Stress, function and community dynamics in wastewater bioreactors
Biological wastewater treatment plants receive a complex mixture of chemicals and are operated based on principles of general microbial growth kinetics. Regulated effluent criteria determine the extent of treatment required to achieve removal of chemical oxygen demand and nutrients like reduced nitrogen and phophate. Plants are, however, not designed to metabolize specific (micro)pollutants, and the factors influencing the emergence of microbial communities that are tolerant of or have evolved to metabolize and remove toxic compounds are poorly understood. Basic questions in wastewater engineering include ‘What affects the dynamics of wastewater microbial communities?’ and ‘Are communities ever stable and if so does this matter for basic processes like removal of organics and nutrients?’.

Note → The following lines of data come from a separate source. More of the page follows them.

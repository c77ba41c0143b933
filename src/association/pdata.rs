//! P-Data fragmentation and reassembly
//!
//! The DIMSE layer exchanges whole command and data sets;
//! on the wire they travel as presentation data value fragments
//! inside P-DATA-TF PDUs bounded by the peer's maximum length.
//! [`fragment_message`] performs the outbound split,
//! [`MessageAssembler`] the inbound reassembly,
//! and [`PDataWriter`] offers a streaming alternative
//! for data sets that should not be buffered whole.

use snafu::Snafu;
use std::io::Write;

use crate::pdu::{PDataValue, PDataValueType, Pdu, PDV_HEADER_SIZE};

#[derive(Debug, Snafu)]
#[non_exhaustive]
pub enum Error {
    /// presentation data values of one message
    /// must all refer to the same presentation context
    #[snafu(display(
        "presentation context mismatch within message: expected {}, got {}",
        expected,
        got
    ))]
    ContextMismatch { expected: u8, got: u8 },

    /// a fragment arrived for a stream that was already completed
    #[snafu(display("unexpected {:?} fragment after its last fragment", value_type))]
    FragmentAfterLast { value_type: PDataValueType },
}

pub type Result<T, E = Error> = std::result::Result<T, E>;

/// Split a DIMSE message into P-DATA-TF PDUs
/// no larger than `max_pdu_length`.
///
/// Command fragments are emitted first,
/// the last fragment of each stream marked as such.
/// A command and its data set share one PDU when both fit;
/// otherwise every PDU carries a single fragment
/// filled up to the maximum length.
pub fn fragment_message(
    presentation_context_id: u8,
    command: Vec<u8>,
    data: Option<Vec<u8>>,
    max_pdu_length: u32,
) -> Vec<Pdu> {
    let max_payload = (max_pdu_length - PDV_HEADER_SIZE) as usize;

    // a command with a small data set travels in a single PDU
    let data = match data {
        Some(data_bytes)
            if command.len() + data_bytes.len() + 2 * PDV_HEADER_SIZE as usize
                <= max_pdu_length as usize =>
        {
            return vec![Pdu::PData {
                data: vec![
                    PDataValue {
                        presentation_context_id,
                        value_type: PDataValueType::Command,
                        is_last: true,
                        data: command,
                    },
                    PDataValue {
                        presentation_context_id,
                        value_type: PDataValueType::Data,
                        is_last: true,
                        data: data_bytes,
                    },
                ],
            }];
        }
        other => other,
    };

    let mut pdus = Vec::new();
    fragment_stream(
        &mut pdus,
        presentation_context_id,
        PDataValueType::Command,
        command,
        max_payload,
    );
    if let Some(data) = data {
        fragment_stream(
            &mut pdus,
            presentation_context_id,
            PDataValueType::Data,
            data,
            max_payload,
        );
    }
    pdus
}

fn fragment_stream(
    pdus: &mut Vec<Pdu>,
    presentation_context_id: u8,
    value_type: PDataValueType,
    mut bytes: Vec<u8>,
    max_payload: usize,
) {
    while bytes.len() > max_payload {
        let rest = bytes.split_off(max_payload);
        pdus.push(Pdu::PData {
            data: vec![PDataValue {
                presentation_context_id,
                value_type,
                is_last: false,
                data: std::mem::replace(&mut bytes, rest),
            }],
        });
    }
    pdus.push(Pdu::PData {
        data: vec![PDataValue {
            presentation_context_id,
            value_type,
            is_last: true,
            data: bytes,
        }],
    });
}

/// A fully reassembled command or data set stream.
#[derive(Debug, Clone, Eq, PartialEq)]
pub enum AssembledPart {
    /// a complete command set, in Implicit VR Little Endian
    Command { context_id: u8, data: Vec<u8> },
    /// a complete data set, in the context's transfer syntax
    Data { context_id: u8, data: Vec<u8> },
}

/// Incremental reassembly of presentation data values
/// into complete command and data set streams.
///
/// All fragments pushed between two calls to [`reset`](Self::reset)
/// must belong to the same presentation context.
#[derive(Debug, Default)]
pub struct MessageAssembler {
    context_id: Option<u8>,
    command: Vec<u8>,
    command_done: bool,
    data: Vec<u8>,
    data_done: bool,
}

impl MessageAssembler {
    pub fn new() -> Self {
        Self::default()
    }

    /// The presentation context of the message being assembled, if any.
    pub fn context_id(&self) -> Option<u8> {
        self.context_id
    }

    /// Feed one fragment,
    /// returning a completed stream when its last fragment arrives.
    pub fn push(&mut self, pdv: PDataValue) -> Result<Option<AssembledPart>> {
        match self.context_id {
            Some(expected) if expected != pdv.presentation_context_id => {
                return ContextMismatchSnafu {
                    expected,
                    got: pdv.presentation_context_id,
                }
                .fail();
            }
            None => self.context_id = Some(pdv.presentation_context_id),
            _ => {}
        }

        let context_id = pdv.presentation_context_id;
        match pdv.value_type {
            PDataValueType::Command => {
                if self.command_done {
                    return FragmentAfterLastSnafu {
                        value_type: PDataValueType::Command,
                    }
                    .fail();
                }
                self.command.extend(pdv.data);
                if pdv.is_last {
                    self.command_done = true;
                    return Ok(Some(AssembledPart::Command {
                        context_id,
                        data: std::mem::take(&mut self.command),
                    }));
                }
            }
            PDataValueType::Data => {
                if self.data_done {
                    return FragmentAfterLastSnafu {
                        value_type: PDataValueType::Data,
                    }
                    .fail();
                }
                self.data.extend(pdv.data);
                if pdv.is_last {
                    self.data_done = true;
                    return Ok(Some(AssembledPart::Data {
                        context_id,
                        data: std::mem::take(&mut self.data),
                    }));
                }
            }
        }
        Ok(None)
    }

    /// Discard all progress and prepare for the next message.
    pub fn reset(&mut self) {
        *self = MessageAssembler::new();
    }
}

/// A P-Data value writer.
///
/// This exposes an API to iteratively construct and send data messages
/// to another node.
/// Using this as a [standard writer](std::io::Write)
/// will automatically split the incoming bytes
/// into separate PDUs if they do not fit in a single one.
#[must_use]
pub struct PDataWriter<W: Write> {
    buffer: Vec<u8>,
    stream: W,
    presentation_context_id: u8,
    value_type: PDataValueType,
    max_data_length: u32,
    finished: bool,
}

impl<W> PDataWriter<W>
where
    W: Write,
{
    /// Construct a new P-Data value writer
    /// for fragments of the given kind.
    pub(crate) fn new(
        stream: W,
        presentation_context_id: u8,
        value_type: PDataValueType,
        max_pdu_length: u32,
    ) -> Self {
        let max_data_length = max_pdu_length - PDV_HEADER_SIZE;
        PDataWriter {
            stream,
            presentation_context_id,
            value_type,
            max_data_length,
            buffer: Vec::with_capacity(max_data_length as usize),
            finished: false,
        }
    }

    /// Send the header of a single P-Data PDU,
    /// containing a single fragment of the given length.
    fn send_pdata_header(&mut self, data_len: u32, is_last: bool) -> std::io::Result<()> {
        let mut message_header = 0x00;
        if let PDataValueType::Command = self.value_type {
            message_header |= 0x01;
        }
        if is_last {
            message_header |= 0x02;
        }

        let pdu_len_bytes = (data_len + 2 + 4).to_be_bytes();
        let data_len_bytes = (data_len + 2).to_be_bytes();
        let header = [
            // PDU-type + reserved byte
            0x04,
            0x00,
            // full PDU length
            pdu_len_bytes[0],
            pdu_len_bytes[1],
            pdu_len_bytes[2],
            pdu_len_bytes[3],
            // presentation data item length (data + context id + header)
            data_len_bytes[0],
            data_len_bytes[1],
            data_len_bytes[2],
            data_len_bytes[3],
            // presentation context id
            self.presentation_context_id,
            // message control header
            message_header,
        ];

        self.stream.write_all(&header)
    }

    /// Send whatever remains in the buffer
    /// as the final fragment of the stream.
    pub fn finish(mut self) -> std::io::Result<()> {
        self.finish_impl()
    }

    fn finish_impl(&mut self) -> std::io::Result<()> {
        if self.finished {
            return Ok(());
        }
        self.dispatch_excess_data()?;
        // the last fragment is always emitted,
        // even if it carries no bytes
        self.send_pdata_header(self.buffer.len() as u32, true)?;
        self.stream.write_all(&self.buffer[..])?;
        self.buffer.clear();
        self.finished = true;
        self.stream.flush()
    }

    fn dispatch_excess_data(&mut self) -> std::io::Result<()> {
        while self.buffer.len() > self.max_data_length as usize {
            self.send_pdata_header(self.max_data_length, false)?;
            self.stream
                .write_all(&self.buffer[..self.max_data_length as usize])?;
            self.buffer.drain(..self.max_data_length as usize);
        }
        Ok(())
    }
}

impl<W> Write for PDataWriter<W>
where
    W: Write,
{
    fn write(&mut self, buf: &[u8]) -> std::io::Result<usize> {
        self.buffer.extend(buf);
        self.dispatch_excess_data()?;
        Ok(buf.len())
    }

    fn flush(&mut self) -> std::io::Result<()> {
        // fragments are only dispatched when full or on finish
        Ok(())
    }
}

impl<W> Drop for PDataWriter<W>
where
    W: Write,
{
    fn drop(&mut self) {
        let _ = self.finish_impl();
    }
}

#[cfg(test)]
mod tests {
    use super::*;
    use crate::pdu::{read_pdu, MINIMUM_PDU_SIZE};

    fn collect_pdvs(pdus: Vec<Pdu>) -> Vec<PDataValue> {
        pdus.into_iter()
            .flat_map(|pdu| match pdu {
                Pdu::PData { data } => data,
                other => panic!("expected P-DATA-TF, got {:?}", other),
            })
            .collect()
    }

    #[test]
    fn small_message_travels_in_one_pdu() {
        let pdus = fragment_message(1, vec![1; 100], Some(vec![2; 200]), MINIMUM_PDU_SIZE);
        assert_eq!(pdus.len(), 1);
        let pdvs = collect_pdvs(pdus);
        assert_eq!(pdvs.len(), 2);
        assert_eq!(pdvs[0].value_type, PDataValueType::Command);
        assert!(pdvs[0].is_last);
        assert_eq!(pdvs[1].value_type, PDataValueType::Data);
        assert!(pdvs[1].is_last);
    }

    #[test]
    fn large_data_set_is_fragmented_within_bounds() {
        let max = 16_384;
        let data_len = 50_000;
        let pdus = fragment_message(1, vec![1; 120], Some(vec![2; data_len]), max);

        // 50 000 bytes cannot fit in fewer than 4 PDUs of 16 384
        assert!(pdus.len() >= 4);

        for pdu in &pdus {
            let mut bytes = Vec::new();
            crate::pdu::write_pdu(&mut bytes, pdu).unwrap();
            // no PDU exceeds the advertised maximum plus its header
            assert!(bytes.len() as u32 <= max + crate::pdu::PDU_HEADER_SIZE);
        }

        let pdvs = collect_pdvs(pdus);
        // the payload bytes add up exactly
        let command_total: usize = pdvs
            .iter()
            .filter(|pdv| pdv.value_type == PDataValueType::Command)
            .map(|pdv| pdv.data.len())
            .sum();
        let data_total: usize = pdvs
            .iter()
            .filter(|pdv| pdv.value_type == PDataValueType::Data)
            .map(|pdv| pdv.data.len())
            .sum();
        assert_eq!(command_total, 120);
        assert_eq!(data_total, data_len);

        // exactly one last fragment per stream
        let last_commands = pdvs
            .iter()
            .filter(|pdv| pdv.value_type == PDataValueType::Command && pdv.is_last)
            .count();
        let last_data = pdvs
            .iter()
            .filter(|pdv| pdv.value_type == PDataValueType::Data && pdv.is_last)
            .count();
        assert_eq!(last_commands, 1);
        assert_eq!(last_data, 1);

        // command fragments come before data fragments
        let first_data = pdvs
            .iter()
            .position(|pdv| pdv.value_type == PDataValueType::Data)
            .unwrap();
        assert!(pdvs[..first_data]
            .iter()
            .all(|pdv| pdv.value_type == PDataValueType::Command));
    }

    #[test]
    fn assembler_recombines_fragments() {
        let command = vec![1; 5000];
        let data = vec![2; 20_000];
        let pdus = fragment_message(7, command.clone(), Some(data.clone()), MINIMUM_PDU_SIZE);

        let mut assembler = MessageAssembler::new();
        let mut parts = Vec::new();
        for pdv in collect_pdvs(pdus) {
            if let Some(part) = assembler.push(pdv).unwrap() {
                parts.push(part);
            }
        }
        assert_eq!(
            parts,
            vec![
                AssembledPart::Command {
                    context_id: 7,
                    data: command,
                },
                AssembledPart::Data {
                    context_id: 7,
                    data,
                },
            ]
        );
    }

    #[test]
    fn assembler_rejects_context_mixing() {
        let mut assembler = MessageAssembler::new();
        assembler
            .push(PDataValue {
                presentation_context_id: 1,
                value_type: PDataValueType::Command,
                is_last: false,
                data: vec![0; 8],
            })
            .unwrap();
        let err = assembler.push(PDataValue {
            presentation_context_id: 3,
            value_type: PDataValueType::Command,
            is_last: true,
            data: vec![0; 8],
        });
        assert!(matches!(err, Err(Error::ContextMismatch { expected: 1, got: 3 })));
    }

    #[test]
    fn pdata_writer_splits_at_the_maximum_length() {
        let mut buf = Vec::new();
        {
            let mut writer =
                PDataWriter::new(&mut buf, 3, PDataValueType::Data, MINIMUM_PDU_SIZE);
            writer
                .write_all(&vec![0x55; MINIMUM_PDU_SIZE as usize + 100])
                .unwrap();
            writer.finish().unwrap();
        }

        let mut cursor = &buf[..];
        let pdu_1 = read_pdu(&mut cursor, MINIMUM_PDU_SIZE, true).unwrap().unwrap();
        let pdu_2 = read_pdu(&mut cursor, MINIMUM_PDU_SIZE, true).unwrap().unwrap();
        assert_eq!(cursor.len(), 0);

        match (pdu_1, pdu_2) {
            (Pdu::PData { data: d1 }, Pdu::PData { data: d2 }) => {
                assert_eq!(d1.len(), 1);
                assert_eq!(d2.len(), 1);
                assert!(!d1[0].is_last);
                assert!(d2[0].is_last);
                assert_eq!(
                    d1[0].data.len() + d2[0].data.len(),
                    MINIMUM_PDU_SIZE as usize + 100
                );
            }
            other => panic!("expected two P-DATA-TF PDUs, got {:?}", other),
        }
    }
}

We investigated the impact of defined and sustained chemical stress on wastewater microbial communities and their functions, using the highly toxic and recalcitrant compound 3-chloroaniline (3-CA) as model stressor. Experimental design included replicate bioreactors, sterile synthetic feed, ambient levels of 3-CA, and fixed factors like bioaugmentation and temperature. Process outcomes varied from no removal of 3-CA to complete removal within three weeks. Community changes were dramatic and nitrification was a key function affected by the stressor. Finally, microbial diversity indices based on 16S rRNA gene amplicon sequencing or T-RFLP, combined with influent nutrient concentrations, were used to predict effluent concentrations using support vector regression, a machine learning model. Sensitivity analysis of a preliminary dataset for a full-scale water reclamation plant would suggest that evenness is the most significant input variable for the prediction of soluble COD, nitrate and ammonium concentrations in the effluent. Overall, we show that both detailed analysis of taxonomy and gene expression and general indices of diversity are useful for understanding the link between stable process performance and microbial communities.